La administración Trump propuso aranceles de hasta el 12,5 % sobre 60 socios comerciales de EE. UU., su intento más agresivo hasta la fecha para reconstruir un muro arancelario después de que la Corte Suprema anulara los aranceles de emergencia del presidente en febrero.
"El fracaso de nuestros socios comerciales más importantes para abordar la importación de bienes fabricados con trabajo forzoso es inaceptable", declaró Jamieson Greer, el Representante Comercial de EE. UU., en un comunicado. "Esto crea una dinámica en la que los trabajadores estadounidenses se ven obligados a competir a nivel mundial en condiciones desiguales".
La Oficina del Representante Comercial de EE. UU. propuso el martes un arancel del 12,5 % sobre las importaciones de países como China, Japón, India, Brasil, Corea del Sur, Suiza y el Reino Unido, citando investigaciones que concluyeron que esas naciones no habían promulgado o aplicado eficazmente leyes que prohíban los productos fabricados con trabajo forzoso.
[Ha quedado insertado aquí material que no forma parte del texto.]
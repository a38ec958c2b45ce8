pub mod server;

pub use server::{AnonServer, router};

#[cfg(test)]
mod tests {
    use super::*;
    use anon_core::{Origin, Registration};
    use anon_engine::{Pipeline, PipelineOptions};
    use anon_sources::MemoryProvider;
    use anon_storage::{MemoryRegistrationStore, MemorySnapshotCache, RegistrationStore};
    use axum::body::{Body, to_bytes};
    use axum::http::{Request, StatusCode, header};
    use axum::Router;
    use std::sync::Arc;
    use tower::ServiceExt;

    async fn create_test_app() -> (Router, Arc<MemoryProvider>) {
        let origin = Origin::new("alice", "project", "main");
        let provider = Arc::new(MemoryProvider::new());
        provider.insert_repository(
            &origin,
            "c1",
            vec![
                ("README.md", b"Written by Alice".to_vec()),
                ("src/main.rs", b"fn main() {}".to_vec()),
                ("src/lib.rs", b"// alice".to_vec()),
                ("docs/app.json", b"{\"author\": \"alice\"}".to_vec()),
            ],
        );

        let registrations = Arc::new(MemoryRegistrationStore::new());
        registrations
            .save(&Registration::with_id("abc", origin, vec!["alice".to_string()]))
            .await
            .unwrap();

        let pipeline = Arc::new(Pipeline::new(
            provider.clone(),
            Arc::new(MemorySnapshotCache::new()),
            registrations,
            PipelineOptions::default(),
        ));
        (router(pipeline), provider)
    }

    async fn get(app: &Router, uri: &str) -> axum::response::Response {
        app.clone()
            .oneshot(Request::builder().uri(uri).body(Body::empty()).unwrap())
            .await
            .unwrap()
    }

    async fn body_text(response: axum::response::Response) -> String {
        let bytes = to_bytes(response.into_body(), usize::MAX).await.unwrap();
        String::from_utf8(bytes.to_vec()).unwrap()
    }

    #[tokio::test]
    async fn test_info() {
        let (app, _) = create_test_app().await;
        let response = get(&app, "/").await;
        assert_eq!(response.status(), StatusCode::OK);
        let json: serde_json::Value = serde_json::from_str(&body_text(response).await).unwrap();
        assert_eq!(json["name"], "anon");
    }

    #[tokio::test]
    async fn test_root_page_is_redacted_html() {
        let (app, _) = create_test_app().await;
        let response = get(&app, "/repository/abc/").await;
        assert_eq!(response.status(), StatusCode::OK);
        assert_eq!(
            response.headers()[header::CONTENT_TYPE],
            "text/html; charset=utf-8"
        );
        assert!(response.headers().contains_key(header::ETAG));

        let body = body_text(response).await;
        assert!(body.contains("Written by XXX"));
    }

    #[tokio::test]
    async fn test_directory_redirects() {
        let (app, _) = create_test_app().await;

        let response = get(&app, "/repository/abc/src").await;
        assert_eq!(response.status(), StatusCode::TEMPORARY_REDIRECT);
        assert_eq!(response.headers()[header::LOCATION], "/repository/abc/src/");

        let response = get(&app, "/r/abc/src").await;
        assert_eq!(response.headers()[header::LOCATION], "/r/abc/src/");

        let response = get(&app, "/repository/abc").await;
        assert_eq!(response.headers()[header::LOCATION], "/repository/abc/");
    }

    #[tokio::test]
    async fn test_short_route_serves_files() {
        let (app, _) = create_test_app().await;
        let response = get(&app, "/r/abc/src/lib.rs").await;
        assert_eq!(response.status(), StatusCode::OK);
        assert!(body_text(response).await.contains("// XXX"));
    }

    #[tokio::test]
    async fn test_website_mode_content_type() {
        let (app, _) = create_test_app().await;
        let response = get(&app, "/repository/abc/docs/app.json").await;
        assert_eq!(
            response.headers()[header::CONTENT_TYPE],
            "application/json; charset=utf-8"
        );
        assert_eq!(body_text(response).await, "{\"author\": \"XXX\"}");
    }

    #[tokio::test]
    async fn test_not_found_and_unavailable_pages_differ() {
        let (app, provider) = create_test_app().await;

        let response = get(&app, "/repository/missing/").await;
        assert_eq!(response.status(), StatusCode::NOT_FOUND);
        let not_found = body_text(response).await;

        provider.set_unavailable(&Origin::new("alice", "project", "main"), true);
        let response = get(&app, "/repository/abc/").await;
        assert_eq!(response.status(), StatusCode::NOT_FOUND);
        let unavailable = body_text(response).await;

        assert_ne!(not_found, unavailable);
        assert!(unavailable.contains("temporarily empty"));
    }

    #[tokio::test]
    async fn test_etag_not_modified() {
        let (app, _) = create_test_app().await;
        let response = get(&app, "/repository/abc/src/main.rs").await;
        let etag = response.headers()[header::ETAG].clone();

        let response = app
            .clone()
            .oneshot(
                Request::builder()
                    .uri("/repository/abc/src/main.rs")
                    .header(header::IF_NONE_MATCH, etag)
                    .body(Body::empty())
                    .unwrap(),
            )
            .await
            .unwrap();
        assert_eq!(response.status(), StatusCode::NOT_MODIFIED);
    }
}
Los productos de la Unión Europea, Canadá y México enfrentarían impuestos de importación del 10 %. Los aranceles, que siguen a un período de comentarios públicos y una audiencia programada para principios de julio, se espera que entren en vigor una vez que expiren los aranceles temporales del 10 % de la administración a finales de julio.
La medida marca el tercer intento de la administración de imponer aranceles amplios a las importaciones después de que la Corte Suprema dictaminara en febrero que el presidente Trump había excedido su autoridad al utilizar la Ley de Poderes Económicos de Emergencia Internacional (IEEPA) de 1977 para imponer aranceles generalizados sin la aprobación del Congreso. La decisión del tribunal redujo la tasa arancelaria media de EE. UU. del 14,9 % al 8,2 %, según la Tax Foundation. Trump impuso entonces aranceles temporales del 10 % en virtud de la Sección 122 de la Ley de Comercio de 1974, una disposición nunca antes utilizada que un tribunal comercial declaró ilegal en mayo. Esos aranceles elevaron la tasa media de nuevo al 11,7 %. Los últimos gravámenes bajo la Sección 301, de aplicarse, se sumarían a esa cifra.
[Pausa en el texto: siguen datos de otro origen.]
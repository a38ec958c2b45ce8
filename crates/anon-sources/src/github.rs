use std::collections::VecDeque;

use anon_core::{DirectoryNode, Error, FlatEntry, Origin, Result, Snapshot};
use async_trait::async_trait;
use reqwest::{StatusCode, Url};
use serde::Deserialize;
use serde::de::DeserializeOwned;

use crate::provider::RepositoryProvider;

pub const DEFAULT_API_URL: &str = "https://api.github.com";

const ACCEPT_JSON: &str = "application/vnd.github+json";
const ACCEPT_RAW: &str = "application/vnd.github.raw";
const ACCEPT_PATCH: &str = "application/vnd.github.patch";

/// GitHub REST implementation of [`RepositoryProvider`].
pub struct GithubProvider {
    client: reqwest::Client,
    api_url: Url,
    token: Option<String>,
}

#[derive(Debug, Deserialize)]
struct BranchResponse {
    commit: BranchCommit,
}

#[derive(Debug, Deserialize)]
struct BranchCommit {
    sha: String,
}

#[derive(Debug, Deserialize)]
struct TreeResponse {
    tree: Vec<TreeItem>,
    #[serde(default)]
    truncated: bool,
}

#[derive(Debug, Deserialize)]
struct TreeItem {
    path: String,
    #[serde(rename = "type")]
    kind: String,
    sha: String,
    #[serde(default)]
    size: Option<u64>,
}

impl GithubProvider {
    pub fn new(api_url: &str, token: Option<String>) -> Result<Self> {
        let client = reqwest::Client::builder()
            .user_agent(concat!("anon/", env!("CARGO_PKG_VERSION")))
            .timeout(std::time::Duration::from_secs(30))
            .build()
            .map_err(|e| Error::Other(anyhow::anyhow!("Failed to create HTTP client: {}", e)))?;

        let api_url = Url::parse(api_url)
            .map_err(|e| Error::Other(anyhow::anyhow!("Invalid API URL {}: {}", api_url, e)))?;

        Ok(Self {
            client,
            api_url,
            token: token.filter(|t| !t.is_empty()),
        })
    }

    /// `<api_url>/<segments...>`, each segment percent-encoded.
    fn endpoint<'a, I>(&self, segments: I) -> Result<Url>
    where
        I: IntoIterator<Item = &'a str>,
    {
        let mut url = self.api_url.clone();
        url.path_segments_mut()
            .map_err(|_| Error::Other(anyhow::anyhow!("API URL cannot be a base: {}", self.api_url)))?
            .pop_if_empty()
            .extend(segments);
        Ok(url)
    }

    fn repo_endpoint<'a, I>(&self, origin: &'a Origin, rest: I) -> Result<Url>
    where
        I: IntoIterator<Item = &'a str>,
    {
        self.endpoint(
            ["repos", origin.owner.as_str(), origin.repo.as_str()]
                .into_iter()
                .chain(rest),
        )
    }

    fn request(&self, method: reqwest::Method, url: Url, accept: &str) -> reqwest::RequestBuilder {
        let builder = self
            .client
            .request(method, url)
            .header(reqwest::header::ACCEPT, accept)
            .header("X-GitHub-Api-Version", "2022-11-28");
        match &self.token {
            Some(token) => builder.bearer_auth(token),
            None => builder,
        }
    }

    async fn send(&self, builder: reqwest::RequestBuilder) -> Result<reqwest::Response> {
        let response = builder
            .send()
            .await
            .map_err(|e| Error::Provider(format!("Request failed: {}", e)))?;

        let status = response.status();
        if status == StatusCode::NOT_FOUND {
            return Err(Error::NotFound(response.url().path().to_string()));
        }
        if !status.is_success() {
            return Err(Error::Provider(format!(
                "HTTP error {}: {}",
                status.as_u16(),
                response.url()
            )));
        }
        Ok(response)
    }

    async fn get_json<T: DeserializeOwned>(&self, url: Url) -> Result<T> {
        let response = self.send(self.request(reqwest::Method::GET, url, ACCEPT_JSON)).await?;
        response
            .json::<T>()
            .await
            .map_err(|e| Error::Provider(format!("Invalid response body: {}", e)))
    }

    async fn get_bytes(&self, url: Url, accept: &str) -> Result<Vec<u8>> {
        let response = self.send(self.request(reqwest::Method::GET, url, accept)).await?;
        response
            .bytes()
            .await
            .map(|b| b.to_vec())
            .map_err(|e| Error::Provider(format!("Failed to read response: {}", e)))
    }

    async fn fetch_tree(&self, origin: &Origin, sha: &str, recursive: bool) -> Result<TreeResponse> {
        let mut url = self.repo_endpoint(origin, ["git", "trees", sha])?;
        if recursive {
            url.query_pairs_mut().append_pair("recursive", "1");
        }
        self.get_json(url).await
    }

    /// Walk the tree one level at a time. Used when GitHub truncates the
    /// recursive listing of large repositories.
    async fn walk_tree(&self, origin: &Origin, root_sha: &str) -> Result<Vec<FlatEntry>> {
        let mut entries = Vec::new();
        let mut pending = VecDeque::from([(root_sha.to_string(), String::new())]);

        while let Some((sha, prefix)) = pending.pop_front() {
            let level = self.fetch_tree(origin, &sha, false).await?;
            for item in level.tree {
                let path = if prefix.is_empty() {
                    item.path.clone()
                } else {
                    format!("{}/{}", prefix, item.path)
                };
                if item.kind == "tree" {
                    pending.push_back((item.sha.clone(), path.clone()));
                }
                if let Some(entry) = flat_entry(&item, path) {
                    entries.push(entry);
                }
            }
        }

        Ok(entries)
    }
}

/// Blobs become files, trees directories; submodule commits are skipped.
fn flat_entry(item: &TreeItem, path: String) -> Option<FlatEntry> {
    match item.kind.as_str() {
        "blob" => Some(FlatEntry::file(path, item.size.unwrap_or(0)).with_sha(&item.sha)),
        "tree" => Some(FlatEntry::directory(path).with_sha(&item.sha)),
        _ => None,
    }
}

fn tree_entries(items: &[TreeItem]) -> Vec<FlatEntry> {
    items
        .iter()
        .filter_map(|item| flat_entry(item, item.path.clone()))
        .collect()
}

#[async_trait]
impl RepositoryProvider for GithubProvider {
    async fn get_commit(&self, origin: &Origin) -> Result<Snapshot> {
        let url = self.repo_endpoint(origin, ["branches", origin.branch.as_str()])?;
        match self.get_json::<BranchResponse>(url).await {
            Ok(branch) => Ok(Snapshot::new(branch.commit.sha)),
            Err(Error::NotFound(_)) => Err(Error::SnapshotUnavailable(format!(
                "Branch {} not found in {}",
                origin.branch,
                origin.full_name()
            ))),
            Err(e) => Err(e),
        }
    }

    async fn get_tree(&self, origin: &Origin, snapshot: &Snapshot) -> Result<DirectoryNode> {
        let response = self.fetch_tree(origin, snapshot.as_str(), true).await?;
        let entries = if response.truncated {
            tracing::warn!(
                repository = %origin.full_name(),
                "recursive tree truncated, walking it level by level"
            );
            self.walk_tree(origin, snapshot.as_str()).await?
        } else {
            tree_entries(&response.tree)
        };
        Ok(DirectoryNode::from_entries(entries))
    }

    async fn get_file_contents(&self, origin: &Origin, path: &str, snapshot: &Snapshot) -> Result<Vec<u8>> {
        let mut url = self.repo_endpoint(
            origin,
            std::iter::once("contents").chain(path.split('/').filter(|s| !s.is_empty())),
        )?;
        url.query_pairs_mut().append_pair("ref", snapshot.as_str());
        self.get_bytes(url, ACCEPT_RAW).await
    }

    async fn get_blob(&self, origin: &Origin, sha: &str) -> Result<Vec<u8>> {
        let url = self.repo_endpoint(origin, ["git", "blobs", sha])?;
        self.get_bytes(url, ACCEPT_RAW).await
    }

    async fn get_patch(&self, origin: &Origin, sha: &str) -> Result<String> {
        let url = self.repo_endpoint(origin, ["commits", sha])?;
        let bytes = self.get_bytes(url, ACCEPT_PATCH).await?;
        Ok(String::from_utf8_lossy(&bytes).into_owned())
    }

    async fn render_markdown(&self, origin: &Origin, text: &str) -> Result<String> {
        let url = self.endpoint(["markdown"])?;
        let body = serde_json::json!({
            "text": text,
            "mode": "gfm",
            "context": origin.full_name(),
        });
        let response = self
            .send(self.request(reqwest::Method::POST, url, "text/html").json(&body))
            .await?;
        response
            .text()
            .await
            .map_err(|e| Error::Provider(format!("Failed to read rendered markdown: {}", e)))
    }
}
//! Term redaction for anonymized content

pub mod redactor;

pub use redactor::{MASK, RedactionInfo, Redactor};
Una vía legal con sus propios riesgos
La Sección 301 de la Ley de Comercio de 1974 permite a un presidente imponer aranceles permanentes si la administración puede señalar prácticas comerciales desleales que perjudiquen el comercio estadounidense. Trump utilizó la misma disposición durante su primer mandato para imponer aranceles a China por robo de propiedad intelectual, y la administración Biden mantuvo la mayoría de esos gravámenes. Se considera que la disposición es jurídicamente más sólida que la IEEPA porque el Congreso delegó explícitamente la autoridad arancelaria al presidente en virtud de la ley.
Sin embargo, el uso más reciente de la Sección 301 podría enfrentar desafíos legales. Alan Wolff, abogado y exsubdirector general de la Organización Mundial del Comercio, argumentó que la ley fue redactada para abordar las prácticas de "un país extranjero" usando el singular, no de varias naciones a la vez. Es probable que los tribunales también consideren esto como "principalmente un intento más de transferir la facultad arancelaria plena del Congreso al presidente", en violación de la Constitución, escribió Wolff en un artículo para el Peterson Institute for International Economics.
Algunos socios comerciales de EE. UU. reaccionaron de inmediato. La Unión Europea calificó los gravámenes de injustificados. China afirmó que no tiene trabajo forzoso y se opone al uso de aranceles "como pretexto para la manipulación política".
El costo para consumidores y empresas
Los economistas señalan que los aranceles ya han elevado los precios al consumidor y encarecido la fabricación en EE. UU. La Tax Foundation estimó que los aranceles de Trump en 2025 representaron un aumento impositivo medio de 1 000 dólares por hogar estadounidense, y los gravámenes impuestos este año añadieron otros 700 dólares. Un rastreador de precios de la Universidad de Harvard muestra que las alfombras, el café y los materiales de construcción se están encareciendo.
Empresas como Levi Strauss y el vendedor de especias McCormick han afirmado que trasladarán los costos arancelarios a los consumidores después de haberlos absorbido en gran medida el año pasado. Algunas firmas han recibido reembolsos de aranceles tras la decisión de la Corte Suprema y están utilizando el dinero para invertir en operaciones o trasladar los ahorros a los clientes.
La administración también está impulsando un segundo conjunto de aranceles derivado de una investigación separada de la Sección 301 sobre lo que describe como "capacidad de fabricación excesiva" entre 16 de los mayores socios comerciales de Estados Unidos. Se espera que esos gravámenes se anuncien a finales del verano. La última vez que Trump escaló los aranceles contra China en 2019, el comercio bilateral entre ambos países cayó aproximadamente un 15 % durante el año siguiente, según datos de la Oficina del Censo.